Gold Funds Attract Gobs Of Money, Promptly Fall

May 6, 2008

Fund investors have a knack for bad timing. TheStreet.com notes "Money Pours Into Precious Metals Funds":

Investors continued to pour into precious metals in March, adding a hefty $1.2 billion into the mutual funds and exchange-traded funds that concentrate on the specialty sector.

That brought the total flow of cash into the subsector for the first quarter to $3.6 billion as investors sought safe-haven assets amid the ongoing credit crisis."

Recently gold was about where it was when it started the year, but this doesn't mean investors are flat for '08. According to Lipper, these flows into gold funds were skewed to March. Gold ran up into quadrupole digits from January through early March only to fall back sharply. If much of the money went in during March, this money is at a loss for the year.

As a group over the last few years fund investors have made money in precious metals funds. Most funds in this category have sizable net unrealized gains on the books. But gold funds were unpopular years ago, and have grown in popularity as the shinny metal rose in price (and the positive coverage rose as well). It won't take a fall to the old prices to wipe out all the gains made in gold funds - even a dip to $500 per ounce could do the job given how much money has piled in during the last two years.

The volatility and hot money flows are some of the reasons why we have a hard time stomaching gold's increasingly popular "safe-haven" moniker. Anything that can fall 15% in a few weeks shouldn't qualify.


Market Up, Fund Investors Back in

May 1, 2008

Fund investors tend to sell low and buy high. They like the thrill of the chase. When the market is falling hard, they want out. When it is rising fast, they want back in. If they sold before the market fell more, or bought before it went substantially higher, this would be a brilliant strategy. Unfortunately, as several studies of long term mutual fund investor returns show, fund investors underperform by chasing the market's tail.

As we noted in mid-March when the Dow was dipping below 12,000 (mere days before the market turned back up), fund investors piled into money market funds. Now with the Dow on the verge of 13,000, the money seems to be coming back:'

Investors to money-market funds subtracted $34.53 billion in the week ended Tuesday, bringing total net assets to $3.416 trillion, according to the Money Fund Report."

Is this a flawless contrarian timing strategy? No. However, if you are not a buy-and-holder, you'd probably do better buying when fund investors are bailing, and cutting back when they are diving in.


29% of People Trust the Fund Industry

April 28, 2008

Bill Donoghue at Marketwatch reports on a survey of high-net worth investors which reveals that the vast majority think the fund industry is less trustworthy than (gasp!) auto mechanics!

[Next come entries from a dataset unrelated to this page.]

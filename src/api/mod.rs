//! HTTP API module for the take-home pay engine.
//!
//! This module provides the REST endpoints for calculating and comparing
//! UK take-home pay.

mod handlers;
mod request;
mod response;
mod state;

pub use handlers::create_router;
pub use request::{CalculationQuery, CalculationRequest, ComparisonRequest};
pub use response::{ApiError, ApiErrorResponse};
pub use state::AppState;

About 71% of investors don't trust the fund industry.

Meanwhile, 66% say fund firms don't take responsibility to protect investors' financial well-being.

In fact, mutual funds are at the bottom of the list of trusted service providers -- below mechanics and insurance agents.

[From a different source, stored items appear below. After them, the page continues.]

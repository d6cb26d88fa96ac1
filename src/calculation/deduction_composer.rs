//! Take-home pay composition.
//!
//! Deductions are layered in a fixed order, each on the right base:
//!
//! 1. pension is taken from gross salary;
//! 2. the taxable base is gross less pension, floored at zero;
//! 3. the regional income tax schedule is tapered using **gross** salary;
//! 4. income tax and National Insurance are banded on the taxable base;
//! 5. student loan repayment is due on the taxable base above the plan
//!    threshold;
//! 6. net pay is gross less every deduction, then split per month and week.
//!
//! All intermediate values are unrounded. Rounding happens once, when a
//! [`CalculationResult`] is emitted.

use chrono::Utc;
use rust_decimal::Decimal;
use serde_json::json;
use tracing::debug;
use uuid::Uuid;

use crate::config::RuleSet;
use crate::error::EngineResult;
use crate::models::{
    AuditStep, BandSchedule, CalculationInput, CalculationResult, DetailedCalculation,
};

use super::allowance_taper::{taper_schedule, tapered_allowance};
use super::band_applier::{apply_bands, band_contributions};
use super::rounding::round_money;
use super::student_loan::student_loan_repayment;

const HUNDRED: Decimal = Decimal::ONE_HUNDRED;
const MONTHS_PER_YEAR: Decimal = Decimal::from_parts(12, 0, 0, false, 0);
const WEEKS_PER_YEAR: Decimal = Decimal::from_parts(52, 0, 0, false, 0);

/// The unrounded deductions for one input.
#[derive(Debug, Clone, PartialEq, Eq)]
pub struct DeductionBreakdown {
    /// Annual gross salary.
    pub gross_salary: Decimal,
    /// Pension contribution taken from gross.
    pub pension_contribution: Decimal,
    /// Gross less pension, never negative.
    pub taxable_base: Decimal,
    /// Personal allowance after tapering.
    pub personal_allowance: Decimal,
    /// The regional schedule with the tapered allowance applied.
    pub income_tax_schedule: BandSchedule,
    /// Income tax on the taxable base.
    pub income_tax: Decimal,
    /// National Insurance on the taxable base.
    pub national_insurance: Decimal,
    /// Student loan repayment on the taxable base.
    pub student_loan_repayment: Decimal,
    /// Gross less every deduction.
    pub net_annual: Decimal,
}

/// Computes every deduction for `input` without rounding.
pub fn compose_deductions(input: &CalculationInput, rules: &RuleSet) -> DeductionBreakdown {
    let gross_salary = input.gross_salary;
    let pension_contribution = gross_salary * input.pension_rate_percent / HUNDRED;
    let taxable_base = (gross_salary - pension_contribution).max(Decimal::ZERO);

    let personal_allowance = tapered_allowance(gross_salary, &rules.allowance());
    let income_tax_schedule =
        taper_schedule(rules.income_tax_schedule(input.region), personal_allowance);

    let income_tax = apply_bands(taxable_base, &income_tax_schedule);
    let national_insurance = apply_bands(taxable_base, rules.national_insurance_schedule());
    let student_loan_repayment = input
        .student_loan_plan
        .map(|plan| student_loan_repayment(taxable_base, rules.student_loan_rule(plan)))
        .unwrap_or(Decimal::ZERO);

    let net_annual = gross_salary
        - income_tax
        - national_insurance
        - student_loan_repayment
        - pension_contribution;

    DeductionBreakdown {
        gross_salary,
        pension_contribution,
        taxable_base,
        personal_allowance,
        income_tax_schedule,
        income_tax,
        national_insurance,
        student_loan_repayment,
        net_annual,
    }
}

impl DeductionBreakdown {
    /// Rounds the breakdown into an emitted result.
    ///
    /// Each deduction is rounded from its unrounded value. Net pay is not:
    /// it is rounded gross less the rounded deductions, so the emitted
    /// figures always sum exactly to gross. The cost is that `net_annual`
    /// can differ by 0.01 from the unrounded net rounded on its own, for
    /// example gross 12575.00 with a 3.7% pension emits 12109.72 where the
    /// unrounded net is 12109.725.
    pub fn to_result(&self, input: &CalculationInput) -> CalculationResult {
        let gross = round_money(self.gross_salary);
        let pension_contribution = round_money(self.pension_contribution);
        let income_tax = round_money(self.income_tax);
        let national_insurance = round_money(self.national_insurance);
        let student_loan_repayment = round_money(self.student_loan_repayment);
        let net_annual =
            gross - income_tax - national_insurance - student_loan_repayment - pension_contribution;

        CalculationResult {
            gross,
            pension_contribution,
            income_tax,
            national_insurance,
            student_loan_repayment,
            net_annual,
            net_monthly: round_money(net_annual / MONTHS_PER_YEAR),
            net_weekly: round_money(net_annual / WEEKS_PER_YEAR),
            effective_tax_rate_percent: round_money(self.share_of_gross(self.income_tax)),
            effective_ni_rate_percent: round_money(self.share_of_gross(self.national_insurance)),
            region: input.region,
            student_loan_plan: input.student_loan_plan,
            pension_rate: round_money(input.pension_rate_percent),
        }
    }

    /// `amount` as a percentage of gross, or zero when gross is zero.
    fn share_of_gross(&self, amount: Decimal) -> Decimal {
        if self.gross_salary.is_zero() {
            Decimal::ZERO
        } else {
            amount / self.gross_salary * HUNDRED
        }
    }
}

/// Calculates the take-home breakdown for a validated input.
///
/// # Examples
///
/// ```
/// use take_home::calculation::calculate;
/// use take_home::config::ConfigLoader;
/// use take_home::models::CalculationInput;
/// use rust_decimal::Decimal;
///
/// let config = ConfigLoader::bundled().unwrap();
/// let input = CalculationInput {
///     gross_salary: Decimal::from(30000),
///     ..CalculationInput::default()
/// };
///
/// let result = calculate(&input, config.rules());
/// assert_eq!(result.income_tax.to_string(), "3486.00");
/// assert_eq!(result.national_insurance.to_string(), "1394.40");
/// assert_eq!(result.net_annual.to_string(), "25119.60");
/// ```
pub fn calculate(input: &CalculationInput, rules: &RuleSet) -> CalculationResult {
    let result = compose_deductions(input, rules).to_result(input);
    debug!(
        gross = %result.gross,
        region = %result.region,
        income_tax = %result.income_tax,
        national_insurance = %result.national_insurance,
        net_annual = %result.net_annual,
        "Calculated take-home pay"
    );
    result
}

/// Validates loosely-typed boundary values and calculates.
///
/// Unknown region and plan identifiers fall back to their documented
/// defaults; negative or out-of-range amounts are rejected.
pub fn calculate_raw(
    gross_salary: Decimal,
    region: Option<&str>,
    student_loan_plan: Option<&str>,
    pension_rate_percent: Decimal,
    rules: &RuleSet,
) -> EngineResult<CalculationResult> {
    let input =
        CalculationInput::from_raw(gross_salary, region, student_loan_plan, pension_rate_percent)?;
    Ok(calculate(&input, rules))
}

/// Calculates the take-home breakdown with per-band lines and an audit trace.
pub fn calculate_detailed(input: &CalculationInput, rules: &RuleSet) -> DetailedCalculation {
    let breakdown = compose_deductions(input, rules);
    let result = breakdown.to_result(input);
    let income_tax_bands = band_contributions(breakdown.taxable_base, &breakdown.income_tax_schedule);
    let national_insurance_bands =
        band_contributions(breakdown.taxable_base, rules.national_insurance_schedule());
    let audit_trace = audit_trace(input, rules, &breakdown, &result);

    DetailedCalculation {
        calculation_id: Uuid::new_v4(),
        timestamp: Utc::now(),
        engine_version: env!("CARGO_PKG_VERSION").to_string(),
        tax_year: rules.tax_year().code.clone(),
        personal_allowance: round_money(breakdown.personal_allowance),
        taxable_base: round_money(breakdown.taxable_base),
        result,
        income_tax_bands,
        national_insurance_bands,
        audit_trace,
    }
}

fn audit_trace(
    input: &CalculationInput,
    rules: &RuleSet,
    breakdown: &DeductionBreakdown,
    result: &CalculationResult,
) -> Vec<AuditStep> {
    let policy = rules.allowance();
    let gross = breakdown.gross_salary.normalize();
    let taxable_base = breakdown.taxable_base.normalize();

    let tapered = breakdown.personal_allowance < policy.personal_allowance;
    let taper_reasoning = if tapered {
        format!(
            "Gross £{} exceeds £{}: allowance reduced by £1 per £2 to £{}",
            gross,
            policy.taper_threshold.normalize(),
            breakdown.personal_allowance.normalize()
        )
    } else {
        format!(
            "Gross £{} does not exceed £{}: full allowance of £{}",
            gross,
            policy.taper_threshold.normalize(),
            policy.personal_allowance.normalize()
        )
    };

    let plan = input.student_loan_plan;
    let threshold = plan.and_then(|p| rules.student_loan_rule(p).threshold);
    let student_loan_reasoning = match (plan, threshold) {
        (None, _) => "No student loan plan selected".to_string(),
        (Some(p), None) => format!("{} has no repayment threshold this tax year", p),
        (Some(p), Some(t)) if breakdown.taxable_base > t => format!(
            "£{} exceeds the {} threshold of £{}",
            taxable_base,
            p,
            t.normalize()
        ),
        (Some(p), Some(t)) => format!(
            "£{} does not exceed the {} threshold of £{}",
            taxable_base,
            p,
            t.normalize()
        ),
    };

    vec![
        AuditStep {
            step_number: 1,
            rule_id: "pension_contribution".to_string(),
            rule_name: "Pension Contribution".to_string(),
            input: json!({
                "gross_salary": gross.to_string(),
                "pension_rate_percent": input.pension_rate_percent.normalize().to_string()
            }),
            output: json!({
                "pension_contribution": breakdown.pension_contribution.normalize().to_string(),
                "taxable_base": taxable_base.to_string()
            }),
            reasoning: format!(
                "£{} x {}% = £{}",
                gross,
                input.pension_rate_percent.normalize(),
                breakdown.pension_contribution.normalize()
            ),
        },
        AuditStep {
            step_number: 2,
            rule_id: "personal_allowance_taper".to_string(),
            rule_name: "Personal Allowance Taper".to_string(),
            input: json!({
                "gross_salary": gross.to_string(),
                "personal_allowance": policy.personal_allowance.normalize().to_string(),
                "taper_threshold": policy.taper_threshold.normalize().to_string()
            }),
            output: json!({
                "personal_allowance": breakdown.personal_allowance.normalize().to_string(),
                "tapered": tapered
            }),
            reasoning: taper_reasoning,
        },
        AuditStep {
            step_number: 3,
            rule_id: "income_tax".to_string(),
            rule_name: "Income Tax".to_string(),
            input: json!({
                "taxable_base": taxable_base.to_string(),
                "region": input.region.to_string(),
                "schedule": breakdown.income_tax_schedule.name()
            }),
            output: json!({ "income_tax": result.income_tax.to_string() }),
            reasoning: format!(
                "{} bands applied to £{}",
                input.region,
                taxable_base
            ),
        },
        AuditStep {
            step_number: 4,
            rule_id: "national_insurance".to_string(),
            rule_name: "National Insurance".to_string(),
            input: json!({ "taxable_base": taxable_base.to_string() }),
            output: json!({ "national_insurance": result.national_insurance.to_string() }),
            reasoning: format!(
                "National Insurance bands applied to £{} with an untapered primary threshold",
                taxable_base
            ),
        },
        AuditStep {
            step_number: 5,
            rule_id: "student_loan".to_string(),
            rule_name: "Student Loan Repayment".to_string(),
            input: json!({
                "taxable_base": taxable_base.to_string(),
                "plan": plan.map(|p| p.to_string()),
                "threshold": threshold.map(|t| t.normalize().to_string())
            }),
            output: json!({
                "student_loan_repayment": result.student_loan_repayment.to_string()
            }),
            reasoning: student_loan_reasoning,
        },
        AuditStep {
            step_number: 6,
            rule_id: "net_pay".to_string(),
            rule_name: "Net Pay".to_string(),
            input: json!({
                "gross": result.gross.to_string(),
                "income_tax": result.income_tax.to_string(),
                "national_insurance": result.national_insurance.to_string(),
                "student_loan_repayment": result.student_loan_repayment.to_string(),
                "pension_contribution": result.pension_contribution.to_string()
            }),
            output: json!({
                "net_annual": result.net_annual.to_string(),
                "net_monthly": result.net_monthly.to_string(),
                "net_weekly": result.net_weekly.to_string()
            }),
            reasoning: format!(
                "£{} - £{} - £{} - £{} - £{} = £{}",
                result.gross,
                result.income_tax,
                result.national_insurance,
                result.student_loan_repayment,
                result.pension_contribution,
                result.net_annual
            ),
        },
    ]
}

Investors' major source of distrust is the disclosure of fees, risks and tax implications. These caveats are spelled out in excruciating detail in funds' unreadable prospectuses (which are supplied to everyone except retirement savings plan participants)"

As Donoghue points out, the survery was commissioned by Barclays whose exchange traded fund products are mutual fund competetors, so the results should be taken with a grain or salt or two - but frankly investors' distrust of the mutual fund industry is well founded. Mutual fund companies exist to make money, and most are less interested in investors' 'financial well-being' than thier own. If they weren't, all funds would be no-load and have a .5% expense ratio. The good news is that there are some fund companies that have realized that the best way for them to succeed is to provide high-quality and low-cost and no-load funds to investors. Just like there are honest mechanics and those that will tell you you need a new engine when all you need is a tune up, there are good fund companies and those that will launch internet funds at NASDAQ 5000.